At this early stage in Trump’s presidency, there aren’t as many approval rating polls to evaluate as we would like. There are currently 34 from Gallup and 23 from Rasmussen, but no other pollster has conducted more than five polls asking about Trump approval. This presents a problem at this early stage, as any house effects we calculate are based on a small sample of polls from a given pollster. Survey house effects are likely fairly variable in these first few months of the Trump era, and effects that appear at this point could easily change over the course of the next few months. Thus, it’s important to keep this caveat in mind when viewing the below house effect calculations–they give only a good early picture at house effects, and not as clear a signal as would get in a few months. That being said, here’s how we carried out this process.
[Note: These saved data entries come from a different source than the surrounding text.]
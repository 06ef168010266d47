use anyhow::Context;
use axum::{
    Extension, Json,
    extract::{Path, State},
    response::IntoResponse,
};
use serde::Deserialize;
use utoipa::ToSchema;
use utoipa_axum::router::OpenApiRouter;
use uuid::Uuid;

use crate::{
    carts::{self, CartView},
    catalog,
    core::{
        app_error::{AppError, StdResponse},
        app_state::AppState,
        middleware,
    },
    models::{CartEntity, CartItemEntity},
};

/// Defines the routes over the authenticated user's open cart.
pub fn routes_with_openapi() -> OpenApiRouter<AppState> {
    utoipa_axum::router::OpenApiRouter::new().nest(
        "/users/carts",
        OpenApiRouter::new()
            .routes(utoipa_axum::routes!(get_open_cart, delete_open_cart))
            .routes(utoipa_axum::routes!(add_item))
            .routes(utoipa_axum::routes!(remove_item))
            .route_layer(axum::middleware::from_fn(middleware::users_authorization)),
    )
}

/// Fetch the open cart of the authenticated user with its lines.
#[utoipa::path(
    get,
    path = "/open",
    tags = ["Carts"],
    security(("userHeader" = [])),
    responses(
        (status = 200, description = "Get open cart successfully", body = StdResponse<CartView, String>),
        (status = 404, description = "The user has no open cart")
    )
)]
async fn get_open_cart(
    State(state): State<AppState>,
    Extension(user_id): Extension<Uuid>,
) -> Result<impl IntoResponse, AppError> {
    let conn = &mut state
        .db_pool
        .get()
        .await
        .context("Failed to obtain a DB connection pool")?;

    let cart = carts::view_open_cart(conn, user_id)
        .await?
        .ok_or(AppError::NotFound)?;

    Ok(StdResponse {
        data: Some(cart),
        message: Some("Get open cart successfully"),
    })
}

#[derive(Deserialize, ToSchema)]
pub struct AddItemReq {
    pub product_id: Uuid,
    pub quantity: i32,
}

/// Add a product to the open cart, opening one if the user has none.
#[utoipa::path(
    post,
    path = "/open/items",
    tags = ["Carts"],
    security(("userHeader" = [])),
    request_body = AddItemReq,
    responses(
        (status = 200, description = "Added item successfully", body = StdResponse<CartItemEntity, String>),
        (status = 404, description = "Product does not exist or is no longer listed")
    )
)]
async fn add_item(
    State(state): State<AppState>,
    Extension(user_id): Extension<Uuid>,
    Json(body): Json<AddItemReq>,
) -> Result<impl IntoResponse, AppError> {
    let conn = &mut state
        .db_pool
        .get()
        .await
        .context("Failed to obtain a DB connection pool")?;

    let product = catalog::find_listed(conn, body.product_id).await?;
    let item = carts::add_product(conn, user_id, &product, body.quantity).await?;

    Ok(StdResponse {
        data: Some(item),
        message: Some("Added item successfully"),
    })
}

/// Remove a product line from the open cart.
#[utoipa::path(
    delete,
    path = "/open/items/{product_id}",
    tags = ["Carts"],
    security(("userHeader" = [])),
    params(
        ("product_id" = Uuid, Path, description = "Product whose line is removed")
    ),
    responses(
        (status = 200, description = "Removed item successfully", body = StdResponse<CartEntity, String>)
    )
)]
async fn remove_item(
    Path(product_id): Path<Uuid>,
    State(state): State<AppState>,
    Extension(user_id): Extension<Uuid>,
) -> Result<impl IntoResponse, AppError> {
    let conn = &mut state
        .db_pool
        .get()
        .await
        .context("Failed to obtain a DB connection pool")?;

    let cart = carts::remove_product(conn, user_id, product_id).await?;

    Ok(StdResponse {
        data: Some(cart),
        message: Some("Removed item successfully"),
    })
}

/// Soft-delete the open cart.
#[utoipa::path(
    delete,
    path = "/open",
    tags = ["Carts"],
    security(("userHeader" = [])),
    responses(
        (status = 200, description = "Deleted cart successfully", body = StdResponse<CartEntity, String>)
    )
)]
async fn delete_open_cart(
    State(state): State<AppState>,
    Extension(user_id): Extension<Uuid>,
) -> Result<impl IntoResponse, AppError> {
    let conn = &mut state
        .db_pool
        .get()
        .await
        .context("Failed to obtain a DB connection pool")?;

    let cart = carts::delete_open_cart(conn, user_id).await?;
    tracing::info!("User {} discarded cart {}", user_id, cart.id);

    Ok(StdResponse {
        data: Some(cart),
        message: Some("Deleted cart successfully"),
    })
}
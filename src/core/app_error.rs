use axum::{
    Json,
    http::StatusCode,
    response::{IntoResponse, Response},
};
use serde::Serialize;
use utoipa::ToSchema;

pub type DieselError = diesel::result::Error;

/// Standard response envelope used by every endpoint.
#[derive(Serialize, Debug, ToSchema)]
pub struct StdResponse<T, M> {
    pub data: Option<T>,
    pub message: Option<M>,
}

impl<T: Serialize, M: Serialize> IntoResponse for StdResponse<T, M> {
    fn into_response(self) -> Response {
        Json(self).into_response()
    }
}

#[derive(Debug, thiserror::Error)]
pub enum AppError {
    #[error("Resource not found")]
    NotFound,

    #[error("{0}")]
    BadRequest(String),

    #[error("Cart has no items")]
    EmptyCart,

    #[error("{0}")]
    Unauthorized(String),

    #[error("{0}")]
    Conflict(String),

    #[error(
        "Insufficient stock for \"{product}\": requested {requested}, available {available} (short by {})",
        .requested - .available
    )]
    InsufficientStock {
        product: String,
        requested: i64,
        available: i64,
    },

    #[error("{0} is unreachable")]
    ServiceUnreachable(String),

    #[error(transparent)]
    Other(#[from] anyhow::Error),
}

impl AppError {
    pub fn status_code(&self) -> StatusCode {
        match self {
            AppError::NotFound => StatusCode::NOT_FOUND,
            AppError::BadRequest(_) | AppError::EmptyCart => StatusCode::BAD_REQUEST,
            AppError::Unauthorized(_) => StatusCode::UNAUTHORIZED,
            AppError::Conflict(_) | AppError::InsufficientStock { .. } => StatusCode::CONFLICT,
            AppError::ServiceUnreachable(_) => StatusCode::BAD_GATEWAY,
            AppError::Other(_) => StatusCode::INTERNAL_SERVER_ERROR,
        }
    }
}

impl From<DieselError> for AppError {
    fn from(err: DieselError) -> Self {
        match err {
            DieselError::NotFound => AppError::NotFound,
            _ => AppError::Other(err.into()),
        }
    }
}

impl IntoResponse for AppError {
    fn into_response(self) -> Response {
        let status = self.status_code();
        let message = match &self {
            AppError::Other(err) => {
                tracing::error!("Internal error: {:?}", err);
                "Internal server error".to_string()
            }
            AppError::ServiceUnreachable(service) => {
                tracing::error!("Upstream failure: {} is unreachable", service);
                self.to_string()
            }
            _ => {
                tracing::debug!("Request rejected with {}: {}", status, self);
                self.to_string()
            }
        };

        (
            status,
            Json(StdResponse::<(), String> {
                data: None,
                message: Some(message),
            }),
        )
            .into_response()
    }
}
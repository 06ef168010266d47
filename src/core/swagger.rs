use anyhow::Result;
use utoipa::openapi::{
    OpenApi,
    security::{ApiKey, ApiKeyValue, SecurityScheme},
};
use utoipa_swagger_ui::SwaggerUi;

use crate::core::middleware::USER_ID_HEADER;

/// Name of the security scheme referenced by `security(...)` in route annotations.
pub const USER_SECURITY: &str = "userHeader";

pub fn create_swagger_ui(mut openapi: OpenApi) -> Result<SwaggerUi> {
    openapi
        .components
        .get_or_insert_with(Default::default)
        .add_security_scheme(
            USER_SECURITY,
            SecurityScheme::ApiKey(ApiKey::Header(ApiKeyValue::new(USER_ID_HEADER))),
        );

    Ok(SwaggerUi::new("/swagger-ui").url("/api-docs/openapi.json", openapi))
}
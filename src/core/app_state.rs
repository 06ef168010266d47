use std::sync::Arc;

use crate::{
    api::{
        Upstreams, classifier::IntentClassifier, payments::PaymentProcessor, push::PushGateway,
    },
    assistant::session::PendingIntentStore,
    core::{config::AppConfig, db::DbPool},
};

#[derive(Clone)]
pub struct AppState {
    pub db_pool: DbPool,
    pub classifier: Arc<dyn IntentClassifier>,
    pub payments: Arc<dyn PaymentProcessor>,
    pub push: Arc<dyn PushGateway>,
    pub pending_intents: Arc<PendingIntentStore>,
    pub config: Arc<AppConfig>,
}

impl AppState {
    pub fn new(db_pool: DbPool, upstreams: Upstreams, config: AppConfig) -> Self {
        Self {
            db_pool,
            classifier: upstreams.classifier,
            payments: upstreams.payments,
            push: upstreams.push,
            pending_intents: Arc::new(PendingIntentStore::new(config.assistant.pending_intent_ttl)),
            config: Arc::new(config),
        }
    }
}
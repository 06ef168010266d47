use std::sync::Arc;

use async_trait::async_trait;
use futures::future::join_all;
use reqwest::Client;
use serde_json::json;

use crate::core::{app_error::AppError, config::PushConfig};

#[async_trait]
pub trait PushGateway: Send + Sync {
    async fn send(&self, device_token: &str, title: &str, body: &str) -> Result<(), AppError>;
}

pub struct FcmPushGateway {
    client: Client,
    config: PushConfig,
}

impl FcmPushGateway {
    pub fn new(client: Client, config: PushConfig) -> Self {
        Self { client, config }
    }
}

#[async_trait]
impl PushGateway for FcmPushGateway {
    async fn send(&self, device_token: &str, title: &str, body: &str) -> Result<(), AppError> {
        self.client
            .post(&self.config.url)
            .header("Authorization", format!("key={}", self.config.server_key))
            .json(&json!({
                "to": device_token,
                "notification": { "title": title, "body": body },
            }))
            .send()
            .await
            .and_then(|res| res.error_for_status())
            .map_err(|err| {
                tracing::warn!("Push gateway request failed: {}", err);
                AppError::ServiceUnreachable("PushGateway".into())
            })?;
        Ok(())
    }
}

#[derive(Debug, Clone, PartialEq, Eq)]
pub struct PushMessage {
    pub device_token: String,
    pub title: String,
    pub body: String,
}

/// Sends every message concurrently. Failures are logged per token and never
/// returned; the count of delivered messages is.
pub async fn send_best_effort(gateway: Arc<dyn PushGateway>, messages: Vec<PushMessage>) -> usize {
    let sends = messages.iter().map(|message| {
        let gateway = gateway.clone();
        async move {
            match gateway
                .send(&message.device_token, &message.title, &message.body)
                .await
            {
                Ok(()) => true,
                Err(err) => {
                    tracing::warn!(
                        "Failed to push \"{}\" to a device: {}",
                        message.title,
                        err
                    );
                    false
                }
            }
        }
    });

    let delivered = join_all(sends).await.into_iter().filter(|ok| *ok).count();
    tracing::info!("Delivered {}/{} push notifications", delivered, messages.len());
    delivered
}
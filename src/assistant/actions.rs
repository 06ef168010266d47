use diesel_async::AsyncPgConnection;
use serde::Serialize;
use utoipa::ToSchema;
use uuid::Uuid;

use crate::{
    carts, catalog,
    catalog::ProductSummary,
    checkout::{self, CheckoutRequest, PaymentMode},
    core::{app_error::AppError, app_state::AppState, db},
};

use super::Command;

#[derive(Serialize, Debug, Clone, PartialEq, Eq, ToSchema)]
pub struct CartLineSummary {
    pub product: String,
    pub quantity: i32,
}

#[derive(Serialize, Debug, Clone, PartialEq, Eq, ToSchema)]
#[serde(tag = "type", content = "result", rename_all = "snake_case")]
pub enum AssistantReply {
    Message(String),
    Products(Vec<ProductSummary>),
    CartLines(Vec<CartLineSummary>),
}

pub async fn execute(
    state: &AppState,
    user_id: Uuid,
    command: Command,
) -> Result<AssistantReply, AppError> {
    match command {
        Command::Search(term) => {
            let mut pooled = db::connection(&state.db_pool).await?;
            let found = catalog::search(&mut pooled, term.as_deref().unwrap_or_default()).await?;
            Ok(AssistantReply::Products(found))
        }
        Command::AddToCart(name) => {
            let mut pooled = db::connection(&state.db_pool).await?;
            add_to_cart(&mut pooled, user_id, name.as_deref().unwrap_or_default()).await
        }
        Command::ViewCart => {
            let mut pooled = db::connection(&state.db_pool).await?;
            let lines = match carts::view_open_cart(&mut pooled, user_id).await? {
                Some(view) => view
                    .lines
                    .into_iter()
                    .map(|line| CartLineSummary {
                        product: line.product_name,
                        quantity: line.quantity,
                    })
                    .collect(),
                None => Vec::new(),
            };
            Ok(AssistantReply::CartLines(lines))
        }
        Command::PlaceOrder => place_order(state, user_id).await,
    }
}

async fn add_to_cart(
    conn: &mut AsyncPgConnection,
    user_id: Uuid,
    name: &str,
) -> Result<AssistantReply, AppError> {
    let product = match catalog::find_by_name(conn, name).await {
        Ok(product) => product,
        Err(AppError::NotFound) => {
            return Ok(AssistantReply::Message(format!(
                "No encontré un producto con el nombre '{}'.",
                name
            )));
        }
        Err(err) => return Err(err),
    };

    carts::add_product(conn, user_id, &product, 1).await?;
    tracing::info!("Assistant added {} to the cart of user {}", product.id, user_id);

    Ok(AssistantReply::Message(format!(
        "Agregado {} al carrito.",
        product.name
    )))
}

async fn place_order(state: &AppState, user_id: Uuid) -> Result<AssistantReply, AppError> {
    let request = CheckoutRequest {
        user_id,
        shipping_method_id: None,
        mode: PaymentMode::Manual,
    };

    match checkout::checkout(state, request).await {
        Ok(receipt) => Ok(AssistantReply::Message(format!(
            "Pedido realizado por un total de ${}.",
            format_cents(receipt.order.total_price_cents)
        ))),
        Err(AppError::NotFound | AppError::EmptyCart) => Ok(AssistantReply::Message(
            "No hay carrito para procesar.".into(),
        )),
        Err(err) => Err(err),
    }
}

/// `12345` cents reads as `123.45`.
pub fn format_cents(cents: i64) -> String {
    let sign = if cents < 0 { "-" } else { "" };
    let cents = cents.unsigned_abs();
    format!("{}{}.{:02}", sign, cents / 100, cents % 100)
}
use utoipa_axum::router::OpenApiRouter;

use crate::core::app_state::AppState;

pub mod assistant;
pub mod payments;
pub mod products;
pub mod shipping_methods;
pub mod users;

/// Every route of the service, with its OpenAPI description.
pub fn routes_with_openapi() -> OpenApiRouter<AppState> {
    assistant::routes_with_openapi()
        .merge(users::carts::routes_with_openapi())
        .merge(users::orders::routes_with_openapi())
        .merge(users::notifications::routes_with_openapi())
        .merge(payments::routes_with_openapi())
        .merge(products::routes_with_openapi())
        .merge(shipping_methods::routes_with_openapi())
}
First, we downloaded approval rating data for Trump from the HuffPost Pollster website. Including only data for a poll’s entire population (and not just Republicans or Democrats, for example), we created 17 different variables for the 17 different pollsters who have asked about the president’s approval rating. These variables individually went into different regressions predicting Trump approval percentage (or his net approval rating), along with population (adults–the baseline–registered voters, and likely voters), mode (live phone–the baseline–Internet, and IVR/Online), days since the inauguration, poll field time, and the no opinion percentage (as described before). In this way, for each pollster, we were able to make all other polls the baseline in a regression, and then calculate the effect of each pollster on Trump approval (or net rating) relative to a baseline of all other polls. We term this effect–the coefficient from each different regression for each different pollster–the “house effect” of a given pollster.
The graph below plots the survey house effect for 17 different pollsters when using net rating as the dependent variable in 17 different regressions, from greatest effect against Trump in blue to greatest effect in favor of his net rating in red:
After controlling for various different survey characteristics, PPP polls have the strongest in-house effect against Trump out of all polls measuring approval rating of the new president. On the other end of the spectrum, Rasmussen polls have the strongest in-house effect in favor of Trump in terms of producing greater net approval ratings.
Using approval percentage as the dependent variable in this process doesn’t change much–only the range in coefficient values–as it tells the same story as the above graph:
The below table lays out all the survey house effects (i.e. regression coefficients) for each of the 17 pollsters and for net approval and approval percentage. Let’s use net approval as an example for how to interpret these numbers. Rasmussen polls have an in-house bias that makes Trump net approval 13.8 points better relative to all other polls. Meanwhile, PPP has the opposite effect, as relative to all other pollsters, its in-house bias is 13.8 net points worse for Trump. Gallup, at a net -0.3 points, is currently the poll with the smallest in-house survey effect in either direction. The effects for all the other pollsters follow the same scheme–negative values indicate a survey house bias against Trump, and positive values indicate a survey house bias in favor of Trump.
As mentioned before, a lot of these calculations are tentative. Outside of Gallup and Rasmussen, pollsters don’t have large enough samples of approval ratings for us to assertively conclude house effects. This should just serve as a guide for what to look out for, and which polls have shown early signs of in-house biases. At the moment, Gallup, which has the smallest house effect, is the clearest indicator for Trump approval rating, so it might be worth taking more stock into polls it releases.